Pure-logic core (@stackbilt/validate)

  • parseOntologyRegistry — minimal YAML subset parser for the registry format. Zero external dependencies.
  • checkOntologyDiff — scans changed lines, returns informational references + alias-usage violations
  • extractIdentifiersFromLine + stripCommentsAndStrings — language-agnostic tokenization with comment/string stripping. Handles JS/C `//`, YAML/shell `#`, SQL `--`, inline `/* */`, JSDoc continuation lines, and all string literals. Guards against false-stripping URLs (`http://`) and C preprocessor directives (`#include`).
  • normalizeToken — unified identifier normalization (lowercase, strip separators) so `tenant_id`, `tenantId`, `TENANT_ID` all match.

CLI surface (@stackbilt/cli)

  • validate.ts — new `--policy` dispatcher.

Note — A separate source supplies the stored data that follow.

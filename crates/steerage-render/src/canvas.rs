//! Pixel drawing on an RGB image
//!
//! Coordinates are signed so shapes may extend past the edges; everything
//! outside the image is clipped.

use image::{Rgb, RgbImage};

use crate::font::{self, ADVANCE};

/// Common color definitions
pub mod colors {
    use image::Rgb;

    pub const WHITE: Rgb<u8> = Rgb([255, 255, 255]);
    pub const BLACK: Rgb<u8> = Rgb([0, 0, 0]);
    pub const DARK_GRAY: Rgb<u8> = Rgb([60, 60, 60]);
    pub const GRID: Rgb<u8> = Rgb([210, 210, 210]);
    pub const PANEL: Rgb<u8> = Rgb([234, 234, 242]);
    pub const HEADER: Rgb<u8> = Rgb([225, 228, 236]);

    /// Categorical palette for bars and boxes, cycled by index.
    pub const PALETTE: [Rgb<u8>; 6] = [
        Rgb([76, 114, 176]),
        Rgb([221, 132, 82]),
        Rgb([85, 168, 104]),
        Rgb([196, 78, 82]),
        Rgb([129, 114, 179]),
        Rgb([147, 120, 96]),
    ];

    pub const DIVERGING_LOW: Rgb<u8> = Rgb([59, 76, 192]);
    pub const DIVERGING_MID: Rgb<u8> = Rgb([242, 242, 242]);
    pub const DIVERGING_HIGH: Rgb<u8> = Rgb([180, 4, 38]);

    #[must_use]
    pub fn palette(index: usize) -> Rgb<u8> {
        PALETTE[index % PALETTE.len()]
    }
}

/// Interpolate between two colors
#[expect(clippy::cast_possible_truncation, clippy::cast_sign_loss)]
#[must_use]
pub fn interpolate_color(c1: Rgb<u8>, c2: Rgb<u8>, t: f64) -> Rgb<u8> {
    let t = t.clamp(0.0, 1.0);
    let mix = |a: u8, b: u8| ((1.0 - t) * f64::from(a) + t * f64::from(b)).round() as u8;
    Rgb([
        mix(c1.0[0], c2.0[0]),
        mix(c1.0[1], c2.0[1]),
        mix(c1.0[2], c2.0[2]),
    ])
}

/// Maps a value in `[-1, 1]` onto a blue-white-red scale.
///
/// ```
/// use steerage_render::canvas::{colors, diverging_color};
///
/// assert_eq!(diverging_color(-1.0), colors::DIVERGING_LOW);
/// assert_eq!(diverging_color(0.0), colors::DIVERGING_MID);
/// assert_eq!(diverging_color(3.0), colors::DIVERGING_HIGH);
/// ```
#[must_use]
pub fn diverging_color(value: f64) -> Rgb<u8> {
    let v = value.clamp(-1.0, 1.0);
    if v < 0.0 {
        interpolate_color(colors::DIVERGING_MID, colors::DIVERGING_LOW, -v)
    } else {
        interpolate_color(colors::DIVERGING_MID, colors::DIVERGING_HIGH, v)
    }
}

/// A readable text color on top of `background`.
#[must_use]
pub fn contrast_color(background: Rgb<u8>) -> Rgb<u8> {
    let [r, g, b] = background.0;
    let luma = 0.299 * f64::from(r) + 0.587 * f64::from(g) + 0.114 * f64::from(b);
    if luma < 128.0 {
        colors::WHITE
    } else {
        colors::BLACK
    }
}

/// Rounds a pixel coordinate.
#[expect(clippy::cast_possible_truncation)]
#[must_use]
pub fn px(value: f64) -> i64 {
    value.round() as i64
}

/// Horizontal placement of text relative to the anchor point.
#[derive(Debug, Clone, Copy, PartialEq, Eq)]
pub enum Align {
    Start,
    Center,
    End,
}

impl Align {
    fn offset(self, extent: i64) -> i64 {
        match self {
            Self::Start => 0,
            Self::Center => extent / 2,
            Self::End => extent,
        }
    }
}

/// An image being drawn.
#[derive(Debug, Clone)]
pub struct Canvas {
    image: RgbImage,
}

impl Canvas {
    #[must_use]
    pub fn new(width: u32, height: u32, background: Rgb<u8>) -> Self {
        Self {
            image: RgbImage::from_pixel(width, height, background),
        }
    }

    #[must_use]
    pub fn width(&self) -> i64 {
        i64::from(self.image.width())
    }

    #[must_use]
    pub fn height(&self) -> i64 {
        i64::from(self.image.height())
    }

    #[must_use]
    pub fn into_image(self) -> RgbImage {
        self.image
    }

    /// Sets one pixel, ignoring coordinates outside the image.
    pub fn put(&mut self, x: i64, y: i64, color: Rgb<u8>) {
        let (Ok(x), Ok(y)) = (u32::try_from(x), u32::try_from(y)) else {
            return;
        };
        if x < self.image.width() && y < self.image.height() {
            self.image.put_pixel(x, y, color);
        }
    }

    pub fn fill_rect(&mut self, x: i64, y: i64, width: i64, height: i64, color: Rgb<u8>) {
        let x0 = x.max(0);
        let y0 = y.max(0);
        let x1 = (x + width).min(self.width());
        let y1 = (y + height).min(self.height());
        for py in y0..y1 {
            for px in x0..x1 {
                self.put(px, py, color);
            }
        }
    }

    /// Draws the one-pixel outline of a rectangle.
    pub fn stroke_rect(&mut self, x: i64, y: i64, width: i64, height: i64, color: Rgb<u8>) {
        if width <= 0 || height <= 0 {
            return;
        }
        let (x1, y1) = (x + width - 1, y + height - 1);
        self.hline(y, x, x1, color);
        self.hline(y1, x, x1, color);
        self.vline(x, y, y1, color);
        self.vline(x1, y, y1, color);
    }

    pub fn hline(&mut self, y: i64, x1: i64, x2: i64, color: Rgb<u8>) {
        let (start, end) = if x1 <= x2 { (x1, x2) } else { (x2, x1) };
        for x in start.max(0)..=end.min(self.width() - 1) {
            self.put(x, y, color);
        }
    }

    pub fn vline(&mut self, x: i64, y1: i64, y2: i64, color: Rgb<u8>) {
        let (start, end) = if y1 <= y2 { (y1, y2) } else { (y2, y1) };
        for y in start.max(0)..=end.min(self.height() - 1) {
            self.put(x, y, color);
        }
    }

    /// Draws a line with Bresenham's algorithm.
    pub fn line(&mut self, x1: i64, y1: i64, x2: i64, y2: i64, color: Rgb<u8>) {
        let dx = (x2 - x1).abs();
        let dy = -(y2 - y1).abs();
        let sx = if x1 < x2 { 1 } else { -1 };
        let sy = if y1 < y2 { 1 } else { -1 };
        let mut err = dx + dy;
        let (mut x, mut y) = (x1, y1);
        loop {
            self.put(x, y, color);
            if x == x2 && y == y2 {
                break;
            }
            let e2 = 2 * err;
            if e2 >= dy {
                err += dy;
                x += sx;
            }
            if e2 <= dx {
                err += dx;
                y += sy;
            }
        }
    }

    /// Draws the outline of a circle (midpoint algorithm).
    pub fn circle(&mut self, cx: i64, cy: i64, radius: i64, color: Rgb<u8>) {
        let (mut x, mut y) = (radius, 0);
        let mut err = 1 - radius;
        while x >= y {
            for (ox, oy) in [
                (x, y),
                (y, x),
                (-y, x),
                (-x, y),
                (-x, -y),
                (-y, -x),
                (y, -x),
                (x, -y),
            ] {
                self.put(cx + ox, cy + oy, color);
            }
            y += 1;
            if err < 0 {
                err += 2 * y + 1;
            } else {
                x -= 1;
                err += 2 * (y - x) + 1;
            }
        }
    }

    /// Draws text with its top edge at `y`, aligned horizontally on `x`.
    pub fn text(&mut self, x: i64, y: i64, text: &str, scale: u32, align: Align, color: Rgb<u8>) {
        let width = i64::from(font::text_width(text, scale));
        let x = x - align.offset(width);
        let scale = i64::from(scale);
        let advance = i64::from(ADVANCE) * scale;
        for (i, c) in (0_i64..).zip(text.chars()) {
            let glyph = font::glyph(c);
            let gx = x + i * advance;
            for row in 0..font::GLYPH_HEIGHT {
                for col in 0..font::GLYPH_WIDTH {
                    if font::is_set(&glyph, col, row) {
                        let px = gx + i64::from(col) * scale;
                        let py = y + i64::from(row) * scale;
                        self.fill_rect(px, py, scale, scale, color);
                    }
                }
            }
        }
    }

    /// Draws text centered on (`cx`, `cy`).
    pub fn text_centered(&mut self, cx: i64, cy: i64, text: &str, scale: u32, color: Rgb<u8>) {
        let height = i64::from(font::text_height(scale));
        self.text(cx, cy - height / 2, text, scale, Align::Center, color);
    }

    /// Draws text rotated a quarter turn counterclockwise, centered on
    /// (`cx`, `cy`), reading bottom to top.
    pub fn text_vertical(&mut self, cx: i64, cy: i64, text: &str, scale: u32, color: Rgb<u8>) {
        let length = i64::from(font::text_width(text, scale));
        let height = i64::from(font::text_height(scale));
        let scale_px = i64::from(scale);
        let advance = i64::from(ADVANCE) * scale_px;
        let left = cx - height / 2;
        let bottom = cy + length / 2;
        for (i, c) in (0_i64..).zip(text.chars()) {
            let glyph = font::glyph(c);
            for row in 0..font::GLYPH_HEIGHT {
                for col in 0..font::GLYPH_WIDTH {
                    if font::is_set(&glyph, col, row) {
                        let px = left + i64::from(row) * scale_px;
                        let py = bottom - i * advance - i64::from(col + 1) * scale_px;
                        self.fill_rect(px, py, scale_px, scale_px, color);
                    }
                }
            }
        }
    }
}

#[cfg(test)]
mod tests {
    use super::*;

    #[test]
    fn test_interpolate_color() {
        let mid = interpolate_color(colors::BLACK, colors::WHITE, 0.5);
        assert_eq!(mid, Rgb([128, 128, 128]));
        assert_eq!(interpolate_color(colors::BLACK, colors::WHITE, 2.0), colors::WHITE);
    }

    #[test]
    fn test_drawing_is_clipped() {
        let mut canvas = Canvas::new(4, 4, colors::WHITE);
        canvas.fill_rect(-10, -10, 12, 12, colors::BLACK);
        canvas.line(-5, 3, 10, 3, colors::BLACK);
        canvas.circle(0, 0, 20, colors::BLACK);
        let image = canvas.into_image();
        assert_eq!(*image.get_pixel(1, 1), colors::BLACK);
        assert_eq!(*image.get_pixel(2, 2), colors::WHITE);
        assert_eq!(*image.get_pixel(3, 3), colors::BLACK);
    }

    #[test]
    fn test_text_width_matches_pixels() {
        let mut canvas = Canvas::new(40, 10, colors::WHITE);
        canvas.text(0, 0, "11", 1, Align::Start, colors::BLACK);
        let image = canvas.into_image();
        // Second "1" starts one advance later; its stem is at column 6 + 2.
        assert_eq!(*image.get_pixel(8, 0), colors::BLACK);
        assert_eq!(*image.get_pixel(12, 0), colors::WHITE);
    }

    #[test]
    fn test_contrast_color() {
        assert_eq!(contrast_color(colors::DIVERGING_HIGH), colors::WHITE);
        assert_eq!(contrast_color(colors::DIVERGING_MID), colors::BLACK);
    }
}
//! The passenger table and the data-handling phases of the analysis
//!
//! This crate owns everything that touches rows and columns:
//!
//! 1. **Load** ([`loader`]): read the CSV, keep the whitelisted columns of the
//!    [`schema`], rename and retype them into a [`table::PassengerTable`]
//! 2. **Inspect** ([`inspect`]): null counts, describe tables, cardinality,
//!    value counts, crosstabs and the correlation matrix, all as
//!    [`report::ReportFrame`]s
//! 3. **Clean** ([`clean`]): drop duplicates, impute `age` and `embarked`,
//!    derive `family_size`
//! 4. **Export** ([`encode`], [`export`]): one-hot encode and write CSVs
//!
//! Columns are typed and nullable ([`column::ColumnData`]). A step that needs
//! a column the table does not have is skipped rather than failing.
//!
//! # Example
//!
//! ```
//! use steerage_table::{clean, encode, inspect, loader::{self, HeaderStyle}};
//!
//! let csv = "\
//! PassengerId,Survived,Sex,Age,Embarked
//! 1,0,male,22,S
//! 2,1,female,,C
//! 3,1,female,26,
//! ";
//! let mut table = loader::from_reader(csv.as_bytes(), HeaderStyle::Source).unwrap();
//! assert_eq!(table.shape(), (3, 4));
//!
//! let nulls = inspect::null_counts(&table);
//! println!("{}", inspect::counts_frame("nulls", &nulls));
//!
//! let report = clean::clean(&mut table);
//! assert_eq!(report.nulls_after.iter().map(|(_, n)| n).sum::<usize>(), 0);
//!
//! let encoded = encode::one_hot(&table);
//! assert_eq!(encoded.names, ["survived", "age", "sex_male", "embarked_S"]);
//! ```

pub mod clean;
pub mod column;
pub mod encode;
pub mod error;
pub mod export;
pub mod inspect;
pub mod loader;
pub mod report;
pub mod schema;
pub mod table;

pub use self::{error::TableError, schema::Field, table::PassengerTable};
//! Pearson correlation over nullable numeric columns.

/// Pearson correlation coefficient over the rows where both values are present.
///
/// Returns NaN when fewer than two complete pairs exist or either side has
/// zero variance.
///
/// # Examples
///
/// ```
/// use steerage_stats::correlation::pearson;
///
/// let x = [Some(1.0), Some(2.0), Some(3.0), None];
/// let y = [Some(2.0), Some(4.0), Some(6.0), Some(100.0)];
/// assert!((pearson(&x, &y) - 1.0).abs() < 1e-12);
/// ```
#[expect(clippy::cast_precision_loss)]
#[must_use]
pub fn pearson(x: &[Option<f64>], y: &[Option<f64>]) -> f64 {
    let pairs = x
        .iter()
        .zip(y)
        .filter_map(|(a, b)| Some(((*a)?, (*b)?)))
        .filter(|(a, b)| !a.is_nan() && !b.is_nan())
        .collect::<Vec<_>>();
    if pairs.len() < 2 {
        return f64::NAN;
    }

    let n = pairs.len() as f64;
    let mean_x = pairs.iter().map(|(a, _)| a).sum::<f64>() / n;
    let mean_y = pairs.iter().map(|(_, b)| b).sum::<f64>() / n;
    let (mut sxy, mut sxx, mut syy) = (0.0, 0.0, 0.0);
    for (a, b) in &pairs {
        let (dx, dy) = (a - mean_x, b - mean_y);
        sxy += dx * dy;
        sxx += dx * dx;
        syy += dy * dy;
    }
    if sxx == 0.0 || syy == 0.0 {
        return f64::NAN;
    }
    (sxy / (sxx.sqrt() * syy.sqrt())).clamp(-1.0, 1.0)
}

/// Symmetric matrix of pairwise Pearson coefficients.
#[derive(Debug, Clone)]
pub struct CorrelationMatrix {
    /// Column names, in input order. Rows and columns share this order.
    pub names: Vec<String>,
    /// `values[i][j]` is the correlation between `names[i]` and `names[j]`.
    pub values: Vec<Vec<f64>>,
}

impl CorrelationMatrix {
    /// Computes the matrix for named columns of equal length.
    ///
    /// The diagonal is 1.0 for every column with non-zero variance and NaN
    /// otherwise.
    #[must_use]
    pub fn new(columns: &[(String, Vec<Option<f64>>)]) -> Self {
        let names = columns.iter().map(|(name, _)| name.clone()).collect();
        let values = columns
            .iter()
            .map(|(_, a)| columns.iter().map(|(_, b)| pearson(a, b)).collect())
            .collect();
        Self { names, values }
    }

    #[must_use]
    pub fn len(&self) -> usize {
        self.names.len()
    }

    #[must_use]
    pub fn is_empty(&self) -> bool {
        self.names.is_empty()
    }

    /// Looks up the coefficient between two named columns.
    #[must_use]
    pub fn get(&self, a: &str, b: &str) -> Option<f64> {
        let i = self.names.iter().position(|n| n == a)?;
        let j = self.names.iter().position(|n| n == b)?;
        Some(self.values[i][j])
    }
}

#[cfg(test)]
mod tests {
    use super::*;

    fn col(values: &[f64]) -> Vec<Option<f64>> {
        values.iter().copied().map(Some).collect()
    }

    #[test]
    fn test_perfect_negative_correlation() {
        let r = pearson(&col(&[1.0, 2.0, 3.0]), &col(&[3.0, 2.0, 1.0]));
        assert!((r + 1.0).abs() < 1e-12);
    }

    #[test]
    fn test_constant_column_is_nan() {
        assert!(pearson(&col(&[1.0, 1.0, 1.0]), &col(&[1.0, 2.0, 3.0])).is_nan());
        assert!(pearson(&col(&[1.0]), &col(&[1.0])).is_nan());
    }

    #[test]
    fn test_matrix_is_symmetric() {
        let columns = vec![
            ("a".to_owned(), col(&[1.0, 2.0, 3.0, 4.0])),
            ("b".to_owned(), col(&[2.0, 1.0, 4.0, 3.0])),
            ("c".to_owned(), col(&[10.0, 7.0, 3.0, 1.0])),
        ];
        let matrix = CorrelationMatrix::new(&columns);
        assert_eq!(matrix.len(), 3);
        for i in 0..3 {
            assert!((matrix.values[i][i] - 1.0).abs() < 1e-12);
            for j in 0..3 {
                assert!((matrix.values[i][j] - matrix.values[j][i]).abs() < 1e-12);
            }
        }
        assert!((matrix.get("a", "b").unwrap() - 0.6).abs() < 1e-12);
        assert!(matrix.get("a", "missing").is_none());
    }
}
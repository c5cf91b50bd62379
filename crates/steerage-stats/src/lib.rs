//! Statistical utilities for the Steerage passenger analysis.
//!
//! This crate provides the numeric building blocks of the analysis pipeline:
//!
//! - **Descriptive statistics**: count, mean, median, sample variance and standard deviation
//! - **Percentiles**: linear-interpolation percentiles and their storage
//! - **Summaries**: "describe"-style rows combining descriptive statistics and quartiles
//! - **Histograms**: equal-width frequency distributions
//! - **Outliers**: interquartile-range fences, outlier masks and box plot statistics
//! - **Correlation**: Pearson coefficients and correlation matrices
//! - **Hypothesis tests**: Welch's t-test and the chi-squared test of independence
//!
//! Missing observations are represented as NaN (for plain iterators) or
//! `None` (for nullable series) and are always skipped.
//!
//! # Modules
//!
//! - [`descriptive`]: Descriptive statistics for summarizing datasets
//! - [`percentiles`]: Percentile computation and storage
//! - [`summary`]: Per-column summaries for describe tables
//! - [`histogram`]: Histogram construction for visualizing data distributions
//! - [`outliers`]: IQR-based outlier detection
//! - [`correlation`]: Pairwise Pearson correlation
//! - [`hypothesis`]: Statistical hypothesis tests
//!
//! # Examples
//!
//! ## Flagging outliers
//!
//! ```
//! use steerage_stats::outliers::IqrBounds;
//!
//! let fares = [7.25, 71.28, 7.92, 53.1, 8.05, 512.33];
//! let bounds = IqrBounds::new(fares, 1.5).unwrap();
//! assert!(bounds.is_outlier(512.33));
//! ```
//!
//! ## Comparing two groups
//!
//! ```
//! use steerage_stats::hypothesis::welch_t_test;
//!
//! let result = welch_t_test([1.0, 2.0, 3.0, 4.0], [2.0, 3.0, 4.0, 5.5]).unwrap();
//! println!("t={:.3}, p={:.3e}", result.statistic, result.p_value);
//! ```

pub mod correlation;
pub mod descriptive;
pub mod histogram;
pub mod hypothesis;
pub mod outliers;
pub mod percentiles;
pub mod summary;
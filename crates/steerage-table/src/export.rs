//! CSV export
//!
//! Tables are written without the row index, with normalized headers. Floats
//! keep one decimal for integral values and nulls are empty fields, so
//! [`read_normalized`](crate::loader::read_normalized) reloads the same
//! column data. Row labels are not written; a reloaded table is numbered
//! `0..n` even if rows were dropped before writing.

use std::{io, path::Path};

use tracing::info;

use crate::{
    column::{Cell, Column},
    encode::EncodedTable,
    error::TableError,
    table::PassengerTable,
};

/// File name of the cleaned table.
pub const CLEAN_FILE_NAME: &str = "titanic_clean.csv";
/// File name of the one-hot-encoded table.
pub const ENCODED_FILE_NAME: &str = "titanic_encoded.csv";

/// Writes the table to `path`, replacing any existing file.
pub fn write_table<P>(table: &PassengerTable, path: P) -> Result<(), TableError>
where
    P: AsRef<Path>,
{
    let path = path.as_ref();
    let writer = csv::Writer::from_path(path).map_err(|source| write_error(path, source))?;
    table_to_writer(table, writer).map_err(|source| write_error(path, source))?;
    info!(path = %path.display(), rows = table.row_count(), "wrote table");
    Ok(())
}

/// Writes the encoded table to `path`, replacing any existing file.
pub fn write_encoded<P>(encoded: &EncodedTable, path: P) -> Result<(), TableError>
where
    P: AsRef<Path>,
{
    let path = path.as_ref();
    let writer = csv::Writer::from_path(path).map_err(|source| write_error(path, source))?;
    encoded_to_writer(encoded, writer).map_err(|source| write_error(path, source))?;
    info!(path = %path.display(), columns = encoded.names.len(), "wrote encoded table");
    Ok(())
}

fn write_error(path: &Path, source: csv::Error) -> TableError {
    TableError::Write {
        path: path.to_owned(),
        source,
    }
}

/// Writes the table as CSV to any byte sink.
pub fn table_to_writer<W>(table: &PassengerTable, mut writer: csv::Writer<W>) -> csv::Result<()>
where
    W: io::Write,
{
    if table.columns().is_empty() {
        return Ok(());
    }
    writer.write_record(table.columns().iter().map(Column::name))?;
    for row in 0..table.row_count() {
        writer.write_record(table.row(row).iter().map(Cell::to_csv_field))?;
    }
    writer.flush()?;
    Ok(())
}

fn encoded_to_writer<W>(encoded: &EncodedTable, mut writer: csv::Writer<W>) -> csv::Result<()>
where
    W: io::Write,
{
    if encoded.names.is_empty() {
        return Ok(());
    }
    writer.write_record(&encoded.names)?;
    for row in 0..encoded.row_count {
        writer.write_record(encoded.columns.iter().map(|c| c.csv_field(row)))?;
    }
    writer.flush()?;
    Ok(())
}

#[cfg(test)]
mod tests {
    use std::fs;

    use super::*;
    use crate::{
        clean, encode,
        loader::{self, HeaderStyle},
        schema::Field,
    };

    const SYNTHETIC: &str = "\
PassengerId,Survived,Pclass,Name,Sex,Age,SibSp,Parch,Ticket,Fare,Cabin,Embarked
1,0,3,\"Braund, Mr. Owen Harris\",male,22,1,0,A/5 21171,7.25,,S
2,1,1,\"Cumings, Mrs. John Bradley\",female,38,1,0,PC 17599,71.2833,C85,C
3,1,3,\"Heikkinen, Miss. Laina\",female,,0,0,STON/O2. 3101282,7.925,,S
4,1,1,\"Futrelle, Mrs. Jacques Heath\",female,35,1,0,113803,53.1,C123,
";

    #[test]
    fn test_cleaned_table_reloads_identically() {
        let mut table = loader::from_reader(SYNTHETIC.as_bytes(), HeaderStyle::Source).unwrap();
        clean::clean(&mut table);
        assert_eq!(table.column(Field::Age).unwrap().data.null_count(), 0);
        assert_eq!(table.column(Field::Embarked).unwrap().data.null_count(), 0);

        let dir = tempfile::tempdir().unwrap();
        let path = dir.path().join(CLEAN_FILE_NAME);
        write_table(&table, &path).unwrap();
        let reloaded = loader::read_normalized(&path).unwrap();
        assert_eq!(reloaded.columns(), table.columns());
    }

    #[test]
    fn test_deduplicated_table_reloads_renumbered() {
        let csv = "Survived,Age,Embarked\n0,22,S\n0,22,S\n1,,C\n";
        let mut table = loader::from_reader(csv.as_bytes(), HeaderStyle::Source).unwrap();
        let report = clean::clean(&mut table);
        assert_eq!(report.duplicates_removed, 1);
        assert_eq!(table.index(), [0, 2]);

        let dir = tempfile::tempdir().unwrap();
        let path = dir.path().join(CLEAN_FILE_NAME);
        write_table(&table, &path).unwrap();
        let reloaded = loader::read_normalized(&path).unwrap();
        assert_eq!(reloaded.columns(), table.columns());
        assert_eq!(reloaded.index(), [0, 1]);
    }

    #[test]
    fn test_written_text() {
        let csv = "Survived,Age,Embarked\n0,22,S\n1,,\n";
        let table = loader::from_reader(csv.as_bytes(), HeaderStyle::Source).unwrap();
        let mut buf = vec![];
        table_to_writer(&table, csv::Writer::from_writer(&mut buf)).unwrap();
        assert_eq!(
            String::from_utf8(buf).unwrap(),
            "survived,age,embarked\n0,22.0,S\n1,,\n"
        );
    }

    #[test]
    fn test_encoded_file() {
        let csv = "Survived,Sex,Fare\n0,male,7.25\n1,female,71.2833\n";
        let table = loader::from_reader(csv.as_bytes(), HeaderStyle::Source).unwrap();
        let dir = tempfile::tempdir().unwrap();
        let path = dir.path().join(ENCODED_FILE_NAME);
        write_encoded(&encode::one_hot(&table), &path).unwrap();
        assert_eq!(
            fs::read_to_string(&path).unwrap(),
            "survived,fare,sex_male\n0,7.25,True\n1,71.2833,False\n"
        );
    }

    #[test]
    fn test_unwritable_path() {
        let dir = tempfile::tempdir().unwrap();
        let path = dir.path().join("missing").join(CLEAN_FILE_NAME);
        let err = write_table(&PassengerTable::default(), &path).unwrap_err();
        assert!(matches!(err, TableError::Write { .. }), "unexpected error: {err}");
    }
}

Routes to ontology check when policy matches; throws on unknown policies.
  • validate-ontology.ts — CLI wrapper:
    • Loads registry via --registry flag, config, or default path
    • Parses git diff --unified=0 to extract added lines only
    • Applies per-repo alias ignore list
    • Skips test files and fixture dirs by default (`--scan-tests` to opt back in)
    • Formats output as text or JSON
    • Exit codes: 0 on PASS, 0 on WARN (without --ci), 1 on WARN+--ci or FAIL

Config (`.charter/config.json`)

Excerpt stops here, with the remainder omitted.